= What to do =
Read through the records. Copy each line that has the word "BindAddress".

= Records for the task =
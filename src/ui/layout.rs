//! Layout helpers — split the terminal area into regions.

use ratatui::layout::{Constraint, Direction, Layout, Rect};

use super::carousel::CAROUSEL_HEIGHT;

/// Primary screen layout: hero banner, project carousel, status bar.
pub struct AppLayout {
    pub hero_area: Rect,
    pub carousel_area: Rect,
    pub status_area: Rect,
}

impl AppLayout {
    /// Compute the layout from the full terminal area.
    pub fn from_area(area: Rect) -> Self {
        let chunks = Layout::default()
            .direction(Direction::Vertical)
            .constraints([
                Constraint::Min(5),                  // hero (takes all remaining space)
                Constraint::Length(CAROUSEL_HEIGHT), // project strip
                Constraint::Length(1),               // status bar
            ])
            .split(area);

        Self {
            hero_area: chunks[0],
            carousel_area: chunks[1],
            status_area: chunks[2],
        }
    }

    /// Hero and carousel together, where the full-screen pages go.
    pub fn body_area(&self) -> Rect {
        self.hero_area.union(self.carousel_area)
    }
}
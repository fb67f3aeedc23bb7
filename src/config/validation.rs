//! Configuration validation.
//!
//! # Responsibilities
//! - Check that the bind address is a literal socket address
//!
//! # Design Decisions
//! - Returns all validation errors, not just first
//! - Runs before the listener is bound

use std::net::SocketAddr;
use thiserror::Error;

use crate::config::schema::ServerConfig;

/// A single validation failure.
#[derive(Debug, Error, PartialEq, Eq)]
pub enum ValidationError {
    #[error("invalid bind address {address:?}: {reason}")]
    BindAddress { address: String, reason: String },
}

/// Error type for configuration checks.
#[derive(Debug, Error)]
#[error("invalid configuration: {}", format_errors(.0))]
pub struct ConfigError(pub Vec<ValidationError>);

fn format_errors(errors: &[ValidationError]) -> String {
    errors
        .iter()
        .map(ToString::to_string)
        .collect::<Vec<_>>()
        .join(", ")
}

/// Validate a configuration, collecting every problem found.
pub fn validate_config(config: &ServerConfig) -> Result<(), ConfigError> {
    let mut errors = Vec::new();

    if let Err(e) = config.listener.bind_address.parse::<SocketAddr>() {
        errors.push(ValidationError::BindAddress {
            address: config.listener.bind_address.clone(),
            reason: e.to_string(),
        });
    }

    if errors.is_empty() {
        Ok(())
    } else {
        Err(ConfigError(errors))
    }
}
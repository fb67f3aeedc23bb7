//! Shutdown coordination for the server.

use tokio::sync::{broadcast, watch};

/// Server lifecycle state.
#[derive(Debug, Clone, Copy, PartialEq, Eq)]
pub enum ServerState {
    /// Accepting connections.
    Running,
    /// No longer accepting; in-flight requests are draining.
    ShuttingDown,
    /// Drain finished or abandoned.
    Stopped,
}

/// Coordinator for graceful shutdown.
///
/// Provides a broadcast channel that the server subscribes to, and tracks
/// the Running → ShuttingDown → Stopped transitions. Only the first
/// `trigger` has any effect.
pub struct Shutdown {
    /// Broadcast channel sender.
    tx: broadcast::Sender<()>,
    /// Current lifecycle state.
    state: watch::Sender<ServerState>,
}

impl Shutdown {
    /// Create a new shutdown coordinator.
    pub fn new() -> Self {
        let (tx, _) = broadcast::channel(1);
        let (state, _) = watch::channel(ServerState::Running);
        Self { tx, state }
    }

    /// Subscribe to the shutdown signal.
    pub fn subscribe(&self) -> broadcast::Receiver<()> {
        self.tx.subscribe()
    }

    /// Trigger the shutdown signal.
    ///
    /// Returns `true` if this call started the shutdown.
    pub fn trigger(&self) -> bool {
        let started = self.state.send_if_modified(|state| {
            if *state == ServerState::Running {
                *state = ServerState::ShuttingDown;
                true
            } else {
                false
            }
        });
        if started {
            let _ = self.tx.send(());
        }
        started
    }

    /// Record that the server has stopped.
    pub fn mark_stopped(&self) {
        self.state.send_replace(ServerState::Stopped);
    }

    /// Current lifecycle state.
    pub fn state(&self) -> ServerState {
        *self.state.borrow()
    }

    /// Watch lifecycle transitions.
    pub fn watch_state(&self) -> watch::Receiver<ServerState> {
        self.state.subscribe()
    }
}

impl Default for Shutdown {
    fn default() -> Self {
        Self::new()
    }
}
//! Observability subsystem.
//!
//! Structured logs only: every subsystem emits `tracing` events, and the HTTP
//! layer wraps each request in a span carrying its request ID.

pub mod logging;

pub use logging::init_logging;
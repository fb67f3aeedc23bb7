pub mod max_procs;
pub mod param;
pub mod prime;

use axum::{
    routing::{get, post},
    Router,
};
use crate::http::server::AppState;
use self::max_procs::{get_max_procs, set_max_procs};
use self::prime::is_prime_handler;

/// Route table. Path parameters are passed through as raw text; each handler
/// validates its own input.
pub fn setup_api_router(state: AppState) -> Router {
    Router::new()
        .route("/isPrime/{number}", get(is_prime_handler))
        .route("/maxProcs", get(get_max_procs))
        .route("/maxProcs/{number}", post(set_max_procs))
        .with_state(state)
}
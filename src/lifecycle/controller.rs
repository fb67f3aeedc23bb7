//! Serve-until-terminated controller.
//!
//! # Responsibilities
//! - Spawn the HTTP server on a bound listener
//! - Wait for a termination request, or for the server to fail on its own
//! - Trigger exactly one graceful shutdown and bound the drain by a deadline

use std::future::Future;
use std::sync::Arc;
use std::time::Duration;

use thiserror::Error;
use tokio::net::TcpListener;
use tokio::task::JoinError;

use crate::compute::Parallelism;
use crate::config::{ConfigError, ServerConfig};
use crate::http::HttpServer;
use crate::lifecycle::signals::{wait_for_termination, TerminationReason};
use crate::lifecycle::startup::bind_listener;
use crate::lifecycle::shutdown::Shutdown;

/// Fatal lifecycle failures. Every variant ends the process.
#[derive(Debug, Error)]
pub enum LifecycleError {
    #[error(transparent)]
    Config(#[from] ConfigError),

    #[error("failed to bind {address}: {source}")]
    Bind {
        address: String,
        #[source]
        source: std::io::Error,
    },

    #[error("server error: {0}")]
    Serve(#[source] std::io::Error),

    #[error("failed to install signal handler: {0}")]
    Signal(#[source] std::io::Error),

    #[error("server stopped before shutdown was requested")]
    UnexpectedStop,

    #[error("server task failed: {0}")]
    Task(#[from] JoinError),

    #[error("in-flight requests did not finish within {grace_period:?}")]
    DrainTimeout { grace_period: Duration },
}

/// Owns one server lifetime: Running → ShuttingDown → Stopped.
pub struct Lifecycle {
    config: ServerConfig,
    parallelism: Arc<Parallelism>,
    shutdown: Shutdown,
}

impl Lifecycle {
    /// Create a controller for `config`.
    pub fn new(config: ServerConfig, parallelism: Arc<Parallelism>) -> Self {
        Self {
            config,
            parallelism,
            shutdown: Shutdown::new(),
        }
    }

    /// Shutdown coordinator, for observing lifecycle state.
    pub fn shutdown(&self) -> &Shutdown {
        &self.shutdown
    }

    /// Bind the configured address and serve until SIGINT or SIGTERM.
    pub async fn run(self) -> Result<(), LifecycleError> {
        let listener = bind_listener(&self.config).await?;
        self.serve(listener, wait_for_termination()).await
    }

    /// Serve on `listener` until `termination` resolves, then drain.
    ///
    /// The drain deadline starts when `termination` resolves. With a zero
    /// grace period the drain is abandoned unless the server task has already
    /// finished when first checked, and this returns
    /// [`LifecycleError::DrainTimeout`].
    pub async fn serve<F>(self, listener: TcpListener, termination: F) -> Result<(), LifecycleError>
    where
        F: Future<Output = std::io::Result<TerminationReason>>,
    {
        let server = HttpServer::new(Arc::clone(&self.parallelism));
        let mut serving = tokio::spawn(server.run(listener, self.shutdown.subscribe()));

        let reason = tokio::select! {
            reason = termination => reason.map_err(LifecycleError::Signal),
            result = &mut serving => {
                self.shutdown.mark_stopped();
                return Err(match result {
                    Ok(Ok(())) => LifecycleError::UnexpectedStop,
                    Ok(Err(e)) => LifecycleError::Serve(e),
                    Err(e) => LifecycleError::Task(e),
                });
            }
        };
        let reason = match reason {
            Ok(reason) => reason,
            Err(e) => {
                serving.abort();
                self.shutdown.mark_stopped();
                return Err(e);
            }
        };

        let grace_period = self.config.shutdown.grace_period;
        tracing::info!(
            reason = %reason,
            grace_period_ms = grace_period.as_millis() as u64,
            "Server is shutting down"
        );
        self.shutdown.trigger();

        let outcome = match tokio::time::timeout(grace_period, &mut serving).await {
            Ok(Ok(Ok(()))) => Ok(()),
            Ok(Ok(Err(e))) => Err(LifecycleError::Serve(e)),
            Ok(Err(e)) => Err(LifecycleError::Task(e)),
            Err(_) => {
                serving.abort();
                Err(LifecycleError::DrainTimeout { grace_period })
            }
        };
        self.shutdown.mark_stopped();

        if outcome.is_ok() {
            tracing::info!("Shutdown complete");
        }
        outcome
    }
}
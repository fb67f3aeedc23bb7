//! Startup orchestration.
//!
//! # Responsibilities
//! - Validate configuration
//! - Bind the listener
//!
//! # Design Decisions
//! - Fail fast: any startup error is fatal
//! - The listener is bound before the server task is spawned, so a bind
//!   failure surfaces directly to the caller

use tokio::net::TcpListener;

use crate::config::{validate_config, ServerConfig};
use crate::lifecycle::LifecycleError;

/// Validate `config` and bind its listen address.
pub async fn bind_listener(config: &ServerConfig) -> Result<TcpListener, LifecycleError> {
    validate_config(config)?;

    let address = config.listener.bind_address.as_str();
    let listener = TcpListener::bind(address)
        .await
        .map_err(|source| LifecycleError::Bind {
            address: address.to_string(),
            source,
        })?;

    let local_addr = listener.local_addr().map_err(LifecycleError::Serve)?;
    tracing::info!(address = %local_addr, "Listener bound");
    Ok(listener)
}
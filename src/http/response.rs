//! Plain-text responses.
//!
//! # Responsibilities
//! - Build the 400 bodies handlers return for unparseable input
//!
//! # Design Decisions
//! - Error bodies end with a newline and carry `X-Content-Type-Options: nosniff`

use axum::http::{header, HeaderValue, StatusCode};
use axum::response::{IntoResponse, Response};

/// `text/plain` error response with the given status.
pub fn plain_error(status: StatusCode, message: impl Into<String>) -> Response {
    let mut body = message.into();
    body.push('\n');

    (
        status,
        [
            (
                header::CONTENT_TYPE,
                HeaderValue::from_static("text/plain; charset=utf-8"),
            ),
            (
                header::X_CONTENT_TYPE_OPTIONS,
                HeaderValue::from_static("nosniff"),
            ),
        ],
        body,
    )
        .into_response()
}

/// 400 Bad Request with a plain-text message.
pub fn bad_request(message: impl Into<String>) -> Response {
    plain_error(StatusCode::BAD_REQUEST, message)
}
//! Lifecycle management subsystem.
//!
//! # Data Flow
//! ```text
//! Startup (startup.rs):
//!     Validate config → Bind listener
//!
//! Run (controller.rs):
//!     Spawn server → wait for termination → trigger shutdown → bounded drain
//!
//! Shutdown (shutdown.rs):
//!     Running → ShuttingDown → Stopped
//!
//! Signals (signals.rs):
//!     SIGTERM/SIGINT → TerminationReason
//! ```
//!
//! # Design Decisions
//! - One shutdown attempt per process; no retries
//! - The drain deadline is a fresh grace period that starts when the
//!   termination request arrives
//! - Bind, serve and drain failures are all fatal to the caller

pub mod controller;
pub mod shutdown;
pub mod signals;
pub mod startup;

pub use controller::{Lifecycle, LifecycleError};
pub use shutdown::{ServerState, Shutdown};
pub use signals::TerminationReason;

= Solution below =
    BindAddress { address: String, reason: String },
        errors.push(ValidationError::BindAddress {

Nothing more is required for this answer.